A Johnson County man infected with the coronavirus has died, according to the Wyoming Department of Health. It is Wyoming’s first COVID-19 death.
Wyoming Department of Health described the hospitalized patient as an “older man” with health issues “that put him at higher risk of severe illness and complications related to COVID-19.”
“This is a sad development we hoped we wouldn’t see in Wyoming and we want this person’s family to know they have our sympathy,” Dr. Alexia Harrist, Wyoming state health officer, said in a statement. “The advice we’ve been offering and actions we’ve taken ultimately come down to preventing as many serious illnesses and deaths connected to this disease as we can.”
While older people and those who are immunocompromised are at a greater risk of severe illness from the new coronavirus, Harrist pointed out that anyone who is infected can become seriously ill. She urged folks to follow the state’s health orders that “encourage people to stay home as much as possible.”
Statewide closures of schools, most daycares and nonessential businesses are in effect until the end of April. And Gov. Mark Gordon has directed all people that leave Wyoming and come back to quarantine for 14 days.
The governor echoed Harrist about the need to follow such orders. “This one was close to home and sadly serves as a grim reminder of the importance of following public health orders and guidance so we can reduce the number of serious illnesses and deaths in our state,” Gordon said in a statement.
Wyoming, with 275 confirmed and 98 probable cases of COVID-19, is among a handful of states that has not enacted a shelter-in-place measure. The state’s per capita infection rate is 47.5 cases per 100,000 people. That’s roughly the same rate as Texas and it is higher than Alaska, Montana, Nebraska, Kansas, Kentucky, Minnesota, North Carolina, North Dakota, Arkansas, Oregon, West Virginia and Hawaii.
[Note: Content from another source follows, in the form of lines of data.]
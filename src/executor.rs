use std::future::Future;
use std::sync::Arc;
use std::time::Duration;

use tokio::time::sleep;
use tracing::{debug, info};

use crate::config::{BackoffPolicy, ClientConfig};
use crate::endpoint::Endpoint;
use crate::operation::{Operation, OperationKind, Polled, Response};
use crate::pool::EndpointPool;
use crate::transport::Transport;
use crate::Result;

/// Runs operations against the [`EndpointPool`], retrying transport failures
/// on other endpoints with exponential backoff. An endpoint that already
/// failed during a request is only tried again once every other endpoint has
/// been tried as well.
///
/// Every answer from an endpoint, including a definitive error such as
/// [`crate::Error::NotFound`], counts as a success for the endpoint's health.
/// Only errors for which [`crate::Error::is_retryable`] holds are retried;
/// everything else is returned on first occurrence.
pub struct Executor<T> {
    pool: Arc<EndpointPool>,
    transport: Arc<T>,
    retry: BackoffPolicy,
    request_timeout: Duration,
    watch_window: Duration,
}

impl<T> Clone for Executor<T> {
    fn clone(&self) -> Self {
        Self {
            pool: self.pool.clone(),
            transport: self.transport.clone(),
            retry: self.retry,
            request_timeout: self.request_timeout,
            watch_window: self.watch_window,
        }
    }
}

impl<T: Transport> Executor<T> {
    pub fn new(pool: Arc<EndpointPool>, transport: Arc<T>, config: &ClientConfig) -> Self {
        Self {
            pool,
            transport,
            retry: config.retry,
            request_timeout: config.request_timeout(),
            watch_window: config.watch_window(),
        }
    }

    pub fn pool(&self) -> &Arc<EndpointPool> {
        &self.pool
    }

    /// Run `operation` to completion.
    ///
    /// For [`OperationKind::WatchNext`] this keeps long-polling through quiet
    /// windows until a change arrives, moving the wait index forward to the
    /// store index each quiet window reports.
    pub async fn execute(&self, operation: &Operation) -> Result<Response> {
        if operation.kind == OperationKind::WatchNext {
            let mut operation = operation.clone();
            loop {
                match self.poll(&operation).await? {
                    Polled::Change(response) => return Ok(response),
                    Polled::Quiet {
                        store_index: Some(index),
                    } => {
                        let next = index.saturating_add(1);
                        if operation.wait_index.map_or(true, |wait| next > wait) {
                            operation.wait_index = Some(next);
                        }
                    }
                    Polled::Quiet { store_index: None } => {}
                }
            }
        }

        self.with_retry(operation, |endpoint| async move {
            self.transport
                .call(operation, &endpoint, self.request_timeout)
                .await
        })
        .await
    }

    /// One long-poll for the change `operation` waits on.
    pub async fn poll(&self, operation: &Operation) -> Result<Polled> {
        self.with_retry(operation, |endpoint| async move {
            self.transport
                .watch_next(
                    &operation.key,
                    operation.wait_index,
                    &endpoint,
                    self.watch_window,
                )
                .await
        })
        .await
    }

    async fn with_retry<R, F, Fut>(&self, operation: &Operation, call: F) -> Result<R>
    where
        F: Fn(Endpoint) -> Fut,
        Fut: Future<Output = Result<R>>,
    {
        let mut attempts = 0;
        let mut tried: Vec<Endpoint> = Vec::new();
        loop {
            let endpoint = self.pool.select_endpoint_excluding(&tried);
            attempts += 1;
            debug!(%endpoint, attempt = attempts, kind = ?operation.kind, key = %operation.key, "Executing");

            match call(endpoint.clone()).await {
                Ok(reply) => {
                    self.pool.report_success(&endpoint);
                    return Ok(reply);
                }
                Err(e) if e.is_retryable() => {
                    self.pool.report_failure(&endpoint);
                    if self.retry.exhausted(attempts) {
                        info!(attempts, key = %operation.key, "Giving up");
                        return Err(e);
                    }
                    if !tried.contains(&endpoint) {
                        tried.push(endpoint.clone());
                    }
                    let delay = self.retry.delay(u32::try_from(attempts - 1).unwrap_or(u32::MAX));
                    debug!(%endpoint, error = %e, ?delay, "Retrying on next endpoint");
                    sleep(delay).await;
                }
                Err(e) => {
                    self.pool.report_success(&endpoint);
                    return Err(e);
                }
            }
        }
    }
}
In Teton County, with the highest per capita infection rate in the state (238.6 cases per 100,000 people), there are 56 confirmed and 26 probable cases. For comparison, Laramie County, leading the state with 60 confirmed cases, has a per capita infection rate of 60.3 cases per 100,000 people.
A countywide stay-at-home measure is in effect until April 17. Health officials urge those who must go out in public for an “essential activity,” such as grocery shopping, to cover their mouths with a cloth mask to prevent asymptomatic people from spreading the coronavirus to others.